We definitely need the reference genome sequence of the organism the VCF file refers to. However there is no tool to my knowledge that will take a VCF file and a fasta sequence and yield as output an annotated VCF file indicating which mutations are CpG mutations (it would be nice if someone wrote a bcftools pluging for this purporse). But there are tools that will annotate a VCF file given the presence of a mutation in another VCF file. Therefore one solution would be to have a VCF file with all possible CpG mutations. Here is how to do that:
# create your personal binary directory
mkdir -p ~/bin/
# download human genome reference (GRCh37)
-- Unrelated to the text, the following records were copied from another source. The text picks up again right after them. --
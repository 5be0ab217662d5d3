//! Advisory dependency views used to render deletion-blocker reports.

use serde::{Deserialize, Serialize};

/// Entities that reference a permission. Both lists are alphabetically
/// sorted and never truncated.
#[derive(Debug, Clone, PartialEq, Eq, Serialize, Deserialize)]
pub struct PermissionDependencies {
    pub permission: String,
    pub groups: Vec<String>,
    pub users: Vec<String>,
}

/// Users that are members of a group. Alphabetically sorted.
#[derive(Debug, Clone, PartialEq, Eq, Serialize, Deserialize)]
pub struct GroupDependencies {
    pub group: String,
    pub users: Vec<String>,
}
//! Database-specific error types and conversions.

use permea_core::error::PermError;

/// Database-layer error type.
#[derive(Debug, thiserror::Error)]
pub enum DbError {
    #[error("SurrealDB error: {0}")]
    Surreal(#[from] surrealdb::Error),

    #[error("Migration failed: {0}")]
    Migration(String),

    /// A stored row could not be mapped back into a domain value.
    #[error("Malformed row: {0}")]
    Corrupt(String),
}

impl DbError {
    /// Connectivity and contention failures worth retrying. Everything
    /// else (constraint violations, malformed queries) fails fast.
    pub fn is_transient(&self) -> bool {
        match self {
            DbError::Surreal(err) => {
                let msg = err.to_string().to_lowercase();
                msg.contains("connection")
                    || msg.contains("timed out")
                    || msg.contains("timeout")
                    || msg.contains("websocket")
                    || msg.contains("unavailable")
            }
            _ => false,
        }
    }
}

/// Unique index violations surface as plain query errors; the message
/// is the only discriminator SurrealDB gives us.
pub(crate) fn is_unique_violation(err: &surrealdb::Error) -> bool {
    err.to_string().contains("already contains")
}

/// Sentinel thrown by guarded transactions when the target row is gone.
/// The THROW rolls the whole transaction back; callers map the error to
/// the NotFound `None`.
pub(crate) const MISSING_TARGET: &str = "missing_target_row";

pub(crate) fn is_missing_target(err: &surrealdb::Error) -> bool {
    err.to_string().contains(MISSING_TARGET)
}

/// Check a guarded-transaction response for the missing-target sentinel.
///
/// When a THROW aborts a transaction, SurrealDB reports the generic
/// "not executed due to a failed transaction" error on the sibling
/// statements, and `Response::check` surfaces whichever failed statement
/// comes first — so the sentinel must be looked for across every
/// statement error. Returns `Ok(true)` when the transaction succeeded,
/// `Ok(false)` when it was rolled back by the sentinel THROW, and the
/// first real error otherwise.
pub(crate) fn check_guarded(
    mut response: surrealdb::IndexedResults,
) -> Result<bool, surrealdb::Error> {
    let mut errors = response.take_errors();
    if errors.values().any(is_missing_target) {
        return Ok(false);
    }
    if let Some(key) = errors.keys().min().copied() {
        return Err(errors.remove(&key).expect("key taken from the same map"));
    }
    Ok(true)
}

impl From<DbError> for PermError {
    fn from(err: DbError) -> Self {
        if err.is_transient() {
            return PermError::Transient(err.to_string());
        }
        match err {
            DbError::Corrupt(msg) => PermError::Internal(msg),
            other => PermError::Storage(other.to_string()),
        }
    }
}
wget -O- ftp://ftp.1000genomes.ebi.ac.uk/vol1/ftp/technical/reference/human_g1k_v37.fasta.gz | gunzip > human_g1k_v37.fasta &&
samtools faidx human_g1k_v37.fasta
# install latest version of bedtools
git clone https://github.com/arq5x/bedtools2.git &&
cd bedtools2 && make && cd .. &&
cp bedtools2/bin/bedtools ~/bin/
# create a VCF file with all CpG mutations (it takes several hours)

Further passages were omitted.